Curing Bacon At Home

For hundreds of years people have been salting, curing, and smoking bacon to preserve it. In the days before the refrigerator nearly all meats were cured in some way shape or form and it was common for households to have their own smokehouse. These days with the convenience of grocery stores, the art of home charcuterie has gone by the wayside in favor of paper thin, limp, boring bacon. The good news is it’s making a comeback with folks who want to take control of their food, and it is way easier than you think! With a few basic ingredients and a pork belly you have the chance to experiment with flavors and bite into some of the most delicious bacon that has ever graced your plate.

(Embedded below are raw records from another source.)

//! Data models for the property bridge
//!
//! Subjects handed over by the host, the units planned from them, engine
//! verdicts and the events reported back.

mod event;
mod subject;
mod unit;
mod verdict;

pub use event::{HostEvent, HostStatus};
pub use subject::{Instantiation, Selector, Shape, SubjectKind, TestSubjectRef, TypeMarker};
pub use unit::ExecutionUnit;
pub use verdict::Verdict;
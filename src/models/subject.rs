//! Test subject references supplied by the host

use serde::{Deserialize, Serialize};
use std::fmt;

/// Narrows a subject request down to what should be checked
#[derive(Clone, Debug, PartialEq, Eq, Hash, Serialize, Deserialize)]
#[serde(rename_all = "snake_case")]
pub enum Selector {
    /// The whole subject
    Suite,
    /// One named property inside the subject
    Test(String),
}

impl Selector {
    pub fn test(name: impl Into<String>) -> Self {
        Selector::Test(name.into())
    }

    /// Property name, if this selector targets a single property
    pub fn test_name(&self) -> Option<&str> {
        match self {
            Selector::Test(name) => Some(name),
            Selector::Suite => None,
        }
    }
}

/// Superclass identity attached to a discovered subject by the host
#[derive(Clone, Debug, PartialEq, Eq, Hash, Serialize, Deserialize)]
pub struct TypeMarker {
    pub superclass: String,
    /// Subject is a module-level singleton rather than a constructible type
    pub is_module: bool,
}

impl TypeMarker {
    pub fn new(superclass: impl Into<String>, is_module: bool) -> Self {
        Self {
            superclass: superclass.into(),
            is_module,
        }
    }
}

impl fmt::Display for TypeMarker {
    fn fmt(&self, f: &mut fmt::Formatter<'_>) -> fmt::Result {
        let kind = if self.is_module { "module" } else { "class" };
        write!(f, "{} ({kind})", self.superclass)
    }
}

/// Whether a subject holds one property or a named collection
#[derive(Clone, Copy, Debug, PartialEq, Eq, Hash, Serialize, Deserialize)]
#[serde(rename_all = "lowercase")]
pub enum Shape {
    Single,
    Collection,
}

/// How a subject instance is obtained
#[derive(Clone, Copy, Debug, PartialEq, Eq, Hash, Serialize, Deserialize)]
#[serde(rename_all = "lowercase")]
pub enum Instantiation {
    Singleton,
    Constructor,
}

/// Classification result for a type marker
#[derive(Clone, Copy, Debug, PartialEq, Eq, Hash, Serialize, Deserialize)]
pub struct SubjectKind {
    pub shape: Shape,
    pub instantiation: Instantiation,
}

impl SubjectKind {
    pub fn new(shape: Shape, instantiation: Instantiation) -> Self {
        Self {
            shape,
            instantiation,
        }
    }
}

/// A definition discovered by the host
#[derive(Clone, Debug, PartialEq, Eq, Serialize, Deserialize)]
pub struct TestSubjectRef {
    pub name: String,
    pub marker: TypeMarker,
    #[serde(default)]
    pub selectors: Vec<Selector>,
}

impl TestSubjectRef {
    pub fn new(name: impl Into<String>, marker: TypeMarker) -> Self {
        Self {
            name: name.into(),
            marker,
            selectors: Vec::new(),
        }
    }

    pub fn with_selector(mut self, selector: Selector) -> Self {
        self.selectors.push(selector);
        self
    }

    /// A request is bound when every selector names a single property
    pub fn is_bound(&self) -> bool {
        !self.selectors.is_empty() && self.selectors.iter().all(|s| s.test_name().is_some())
    }
}

impl fmt::Display for TestSubjectRef {
    fn fmt(&self, f: &mut fmt::Formatter<'_>) -> fmt::Result {
        write!(f, "{}", self.name)
    }
}
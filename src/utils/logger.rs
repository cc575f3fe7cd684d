//! Logging setup
//!
//! Diagnostics go to stderr through `tracing`; stdout is left for summaries
//! and wire messages.

use std::str::FromStr;
use tracing::Level;
use tracing_subscriber::EnvFilter;

/// Verbosity of the `prop_bridge` log target
#[derive(Clone, Copy, Debug, PartialEq, Eq)]
pub enum LogLevel {
    Trace,
    Debug,
    Info,
    Warn,
    Error,
}

impl LogLevel {
    pub fn as_level(self) -> Level {
        match self {
            LogLevel::Trace => Level::TRACE,
            LogLevel::Debug => Level::DEBUG,
            LogLevel::Info => Level::INFO,
            LogLevel::Warn => Level::WARN,
            LogLevel::Error => Level::ERROR,
        }
    }

    /// Level implied by the report verbosity when none is configured
    pub fn from_verbosity(verbosity: u8) -> Self {
        match verbosity {
            0 => LogLevel::Info,
            1 => LogLevel::Debug,
            _ => LogLevel::Trace,
        }
    }

    fn directive(self) -> String {
        format!("prop_bridge={}", self.as_level())
    }
}

impl FromStr for LogLevel {
    type Err = String;

    fn from_str(s: &str) -> Result<Self, Self::Err> {
        match s.trim().to_ascii_lowercase().as_str() {
            "trace" => Ok(LogLevel::Trace),
            "debug" => Ok(LogLevel::Debug),
            "info" => Ok(LogLevel::Info),
            "warn" | "warning" => Ok(LogLevel::Warn),
            "error" => Ok(LogLevel::Error),
            other => Err(format!("unknown log level '{other}'")),
        }
    }
}

/// Install the global subscriber
///
/// `RUST_LOG` wins over `level` when set. Calling this more than once is a
/// no-op.
pub fn init_logger(level: LogLevel) {
    let filter =
        EnvFilter::try_from_default_env().unwrap_or_else(|_| EnvFilter::new(level.directive()));

    let _ = tracing_subscriber::fmt()
        .with_env_filter(filter)
        .with_writer(std::io::stderr)
        .with_target(false)
        .compact()
        .try_init();
}
//! Session result aggregation
//!
//! Process-wide pass/fail/error counters shared by every execution unit.

mod counters;

pub use counters::{CounterOverflow, CounterSnapshot, Counters};
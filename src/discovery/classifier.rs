//! Type marker classification

use thiserror::Error;

use crate::models::{Instantiation, Shape, SubjectKind, TypeMarker};

/// Superclass identity of subjects exposing a named collection of properties
pub const PROPERTIES_MARKER: &str = "prop_bridge::Properties";

/// Superclass identity of subjects that are a single property
pub const PROP_MARKER: &str = "prop_bridge::Prop";

/// Marker outside the known superclass identities
#[derive(Error, Debug, PartialEq)]
pub enum ClassificationError {
    #[error("Unknown type marker: {0}")]
    UnknownMarker(String),
}

/// Resolves what kind of subject a marker describes
pub trait SubjectClassifier: Send + Sync {
    fn classify(&self, marker: &TypeMarker) -> Result<SubjectKind, ClassificationError>;
}

/// Registry of the two known superclass identities
#[derive(Clone, Debug)]
pub struct MarkerRegistry {
    collection: String,
    single: String,
}

impl MarkerRegistry {
    pub fn new(collection: impl Into<String>, single: impl Into<String>) -> Self {
        Self {
            collection: collection.into(),
            single: single.into(),
        }
    }

    /// Every marker the host should look for during discovery
    pub fn fingerprints(&self) -> Vec<TypeMarker> {
        [&self.collection, &self.single]
            .into_iter()
            .flat_map(|superclass| {
                [
                    TypeMarker::new(superclass.as_str(), true),
                    TypeMarker::new(superclass.as_str(), false),
                ]
            })
            .collect()
    }
}

impl Default for MarkerRegistry {
    fn default() -> Self {
        Self::new(PROPERTIES_MARKER, PROP_MARKER)
    }
}

impl SubjectClassifier for MarkerRegistry {
    fn classify(&self, marker: &TypeMarker) -> Result<SubjectKind, ClassificationError> {
        let shape = if marker.superclass == self.collection {
            Shape::Collection
        } else if marker.superclass == self.single {
            Shape::Single
        } else {
            return Err(ClassificationError::UnknownMarker(marker.to_string()));
        };

        let instantiation = if marker.is_module {
            Instantiation::Singleton
        } else {
            Instantiation::Constructor
        };

        Ok(SubjectKind::new(shape, instantiation))
    }
}
//! Checking engine verdicts

use serde::{Deserialize, Serialize};
use std::fmt;

/// Raw outcome of one property run under one configuration
#[derive(Clone, Debug, PartialEq, Eq, Serialize, Deserialize)]
#[serde(tag = "kind", rename_all = "snake_case")]
pub enum Verdict {
    /// Property held for every trial
    Passed { succeeded: u32 },
    /// Property was proved outright
    Proved,
    /// A trial falsified the property
    Failed { succeeded: u32, message: String },
    /// Too many trials were discarded before enough succeeded
    Exhausted { succeeded: u32, discarded: u32 },
    /// Evaluating the property raised an error
    PropException { cause: String },
}

impl Verdict {
    pub fn passed(succeeded: u32) -> Self {
        Verdict::Passed { succeeded }
    }

    pub fn failed(succeeded: u32, message: impl Into<String>) -> Self {
        Verdict::Failed {
            succeeded,
            message: message.into(),
        }
    }

    pub fn exception(cause: impl Into<String>) -> Self {
        Verdict::PropException {
            cause: cause.into(),
        }
    }
}

impl fmt::Display for Verdict {
    fn fmt(&self, f: &mut fmt::Formatter<'_>) -> fmt::Result {
        match self {
            Verdict::Passed { succeeded } => write!(f, "OK, passed {succeeded} tests."),
            Verdict::Proved => write!(f, "OK, proved property."),
            Verdict::Failed { succeeded, message } if message.is_empty() => {
                write!(f, "Falsified after {succeeded} passed tests.")
            }
            Verdict::Failed { succeeded, message } => {
                write!(f, "Falsified after {succeeded} passed tests: {message}")
            }
            Verdict::Exhausted {
                succeeded,
                discarded,
            } => write!(
                f,
                "Gave up after only {succeeded} passed tests. {discarded} tests were discarded."
            ),
            Verdict::PropException { cause } => {
                write!(f, "Exception raised on property evaluation: {cause}")
            }
        }
    }
}
//! Runner sessions
//!
//! A session owns the counters for one runner instance and drives the
//! plan/run protocol the host expects, in either the coordinator or the
//! worker role.

mod runner;
mod sink;

pub use runner::{Role, Runner, RunnerBuilder};
pub use sink::{CollectingSink, EventSink, MessageChannel};
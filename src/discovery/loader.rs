//! Subject instantiation and property enumeration

use std::collections::HashMap;
use std::fmt;
use std::sync::Arc;
use thiserror::Error;
use tracing::debug;

use crate::engine::Property;
use crate::models::{Instantiation, Shape, SubjectKind, TestSubjectRef};

/// Failure to instantiate a classified subject
#[derive(Error, Debug, PartialEq)]
pub enum LoadError {
    #[error("No subject registered as {0}")]
    UnknownSubject(String),

    #[error("Subject {name} is registered as {registered:?} but classified as {expected:?}")]
    InstantiationMismatch {
        name: String,
        registered: Instantiation,
        expected: Instantiation,
    },

    #[error("Subject {name} exposes a {found:?} property set but was classified as {expected:?}")]
    ShapeMismatch {
        name: String,
        found: Shape,
        expected: Shape,
    },
}

/// One checkable property of a subject
#[derive(Clone)]
pub struct PropertyEntry {
    /// Empty for a lone unnamed property
    pub name: String,
    pub property: Arc<dyn Property>,
}

impl fmt::Debug for PropertyEntry {
    fn fmt(&self, f: &mut fmt::Formatter<'_>) -> fmt::Result {
        f.debug_struct("PropertyEntry")
            .field("name", &self.name)
            .finish_non_exhaustive()
    }
}

/// What a subject instance exposes
#[derive(Clone)]
pub enum PropertySet {
    Single(Arc<dyn Property>),
    Collection(Vec<(String, Arc<dyn Property>)>),
}

impl PropertySet {
    pub fn single(property: impl Property + 'static) -> Self {
        PropertySet::Single(Arc::new(property))
    }

    /// Empty named collection, filled with [`PropertySet::property`]
    pub fn collection() -> Self {
        PropertySet::Collection(Vec::new())
    }

    /// Append a named property; no-op on a single-property set
    pub fn property(mut self, name: impl Into<String>, property: impl Property + 'static) -> Self {
        if let PropertySet::Collection(entries) = &mut self {
            entries.push((name.into(), Arc::new(property)));
        }
        self
    }

    pub fn shape(&self) -> Shape {
        match self {
            PropertySet::Single(_) => Shape::Single,
            PropertySet::Collection(_) => Shape::Collection,
        }
    }

    fn into_entries(self) -> Vec<PropertyEntry> {
        match self {
            PropertySet::Single(property) => vec![PropertyEntry {
                name: String::new(),
                property,
            }],
            PropertySet::Collection(entries) => entries
                .into_iter()
                .map(|(name, property)| PropertyEntry { name, property })
                .collect(),
        }
    }
}

type Constructor = Arc<dyn Fn() -> PropertySet + Send + Sync>;

/// How the loader obtains a subject instance
#[derive(Clone)]
pub enum SubjectFactory {
    /// Shared instance returned on every access
    Singleton(PropertySet),
    /// Zero-argument constructor invoked on every access
    Constructor(Constructor),
}

impl SubjectFactory {
    fn instantiation(&self) -> Instantiation {
        match self {
            SubjectFactory::Singleton(_) => Instantiation::Singleton,
            SubjectFactory::Constructor(_) => Instantiation::Constructor,
        }
    }

    fn instantiate(&self) -> PropertySet {
        match self {
            SubjectFactory::Singleton(set) => set.clone(),
            SubjectFactory::Constructor(build) => build(),
        }
    }
}

/// Registry of subject factories keyed by fully-qualified name
///
/// Instances are never cached: every load goes back to the factory.
#[derive(Clone, Default)]
pub struct PropertyLoader {
    factories: HashMap<String, SubjectFactory>,
}

impl PropertyLoader {
    pub fn new() -> Self {
        Self::default()
    }

    pub fn singleton(mut self, name: impl Into<String>, set: PropertySet) -> Self {
        self.factories
            .insert(name.into(), SubjectFactory::Singleton(set));
        self
    }

    pub fn constructor<F>(mut self, name: impl Into<String>, build: F) -> Self
    where
        F: Fn() -> PropertySet + Send + Sync + 'static,
    {
        self.factories
            .insert(name.into(), SubjectFactory::Constructor(Arc::new(build)));
        self
    }

    pub fn len(&self) -> usize {
        self.factories.len()
    }

    pub fn is_empty(&self) -> bool {
        self.factories.is_empty()
    }

    /// Instantiate the subject and list its properties in declaration order
    pub fn load(
        &self,
        kind: &SubjectKind,
        subject: &TestSubjectRef,
    ) -> Result<Vec<PropertyEntry>, LoadError> {
        let factory = self
            .factories
            .get(&subject.name)
            .ok_or_else(|| LoadError::UnknownSubject(subject.name.clone()))?;

        if factory.instantiation() != kind.instantiation {
            return Err(LoadError::InstantiationMismatch {
                name: subject.name.clone(),
                registered: factory.instantiation(),
                expected: kind.instantiation,
            });
        }

        let set = factory.instantiate();
        if set.shape() != kind.shape {
            return Err(LoadError::ShapeMismatch {
                name: subject.name.clone(),
                found: set.shape(),
                expected: kind.shape,
            });
        }

        let entries = set.into_entries();
        debug!("Loaded {} properties from {}", entries.len(), subject.name);
        Ok(entries)
    }
}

Bacon fresh from the smoker.

If you don’t raise your own pork, call or stop by your favorite butcher shop and ask for a pork belly. You may find that you need to place an order, but a few days wait is a small price to pay. I recommend a 5 pound belly for your first try. While you are at your butcher, ask them if they sell Pink Curing Salt (Cure no. 1 is what you will need for this bacon) This is what cures the bacon and it is necessary to ensure the safety of your final product. Some butchers will sell it to you in a 4 oz package, which is more than enough to cure a 5 pound pork belly. If you cannot find Pink Curing Salt in a store, you can easily find it online in any quantity you desire.

Belly, spices & cure
Rub and press the spices & cure into every crack and crevice in the pork belly.

Pink Curing Salt is tinted pink to avoid confusion with table salt (Do not confuse with Pink Himalayan salt!) It contains sodium nitrite and sodium chloride which staves off food-borne illnesses like botulism & listeria. -You’re probably thinking ”aren’t nitrates supposed to be bad for you?”. According to the FDA so long as they are used in the correct amounts these nitrates are proven to be safe. You also may be thinking: “Why can’t I do this without nitrates?”. The recipes that say they are nitrate free utilize celery juice in the curing process. (Those gray nitrate free hotdogs at the store look really yummy don’t they?!) Celery contains naturally occurring amounts of nitrates, so they aren’t really “nitrate free”. Secondly, the amount of nitrates in celery isn’t standard. The nitrate levels in one bunch of celery can be different from the next due a number of factors: where it was grown, the nutrient level of the soil etc. all effect the quantity of nitrates it contains. This variance in nitrate levels is why I value the consistency of commercially produced Curing Salts when curing meats safely for my family. Unfortunately botulism is a horrible thing that really does happen, and I take it seriously.

I’m really excited to share my recipe for homemade meat candy…um…I mean bacon with you. I hope you enjoy it as much as we do. I also hope you will discover a new hobby!

Maple Bacon Recipe:

The amounts of Salt, Sugar, and Curing Salt are absent since the amount of these ingredients varies depending on the actual weight of your pork belly. BEFORE BEGINNING to ensure accuracy I recommend weighing all ingredients. I got a digital scale from Amazon for a very reasonable price. Head on over to this fantastic cure calculator to convert your pork belly’s weight from pounds to grams then simply enter the new number in the cure calculator to get accurate weights for salt, sugar, and cure, then continue.

  • One pork belly (about 5 pounds)
  • In a small bowl combine the following:
  • Maple Sugar
  •  Kosher Salt
  • 2 Tablespoons Ground Black Pepper
  • 2 ½ teaspoons paprika
  • Cure no. 1
  1. Rinse the pork belly with cold water, pat dry. Rub the curing mixture over the entire surface of the pork belly.
  2. Place the rubbed pork belly in a 2 gallon zip-lock bag, rest it on a rimmed cookie sheet and pop it in the refrigerator.
  3. Once every day flip the bag of pork belly to rest on its other side and give it a good massage. Repeat this process for 7 days.
  4. On day 8 remove the pork belly from the bag and rinse it off in cold water and pat dry. Place it on a rack on top of a cookie sheet to catch any possible drips and return it to the fridge, uncovered for another 24 hours.
  5. Smoke the now cured pork belly (I like to use maple or apple wood) until an internal thermometer reading reaches 150 degrees (it takes about 2 -3 hours, check it frequently)
  6. While the bacon is still warm from the smoker, sprinkle it with a very light dusting of maple sugar.
  7. Allow the bacon to cool completely in the refrigerator before cutting. It makes it a lot easier to cut. Cut to preferred thickness by hand or with a meat slicer. Package in desired amounts, store in freezer for future use.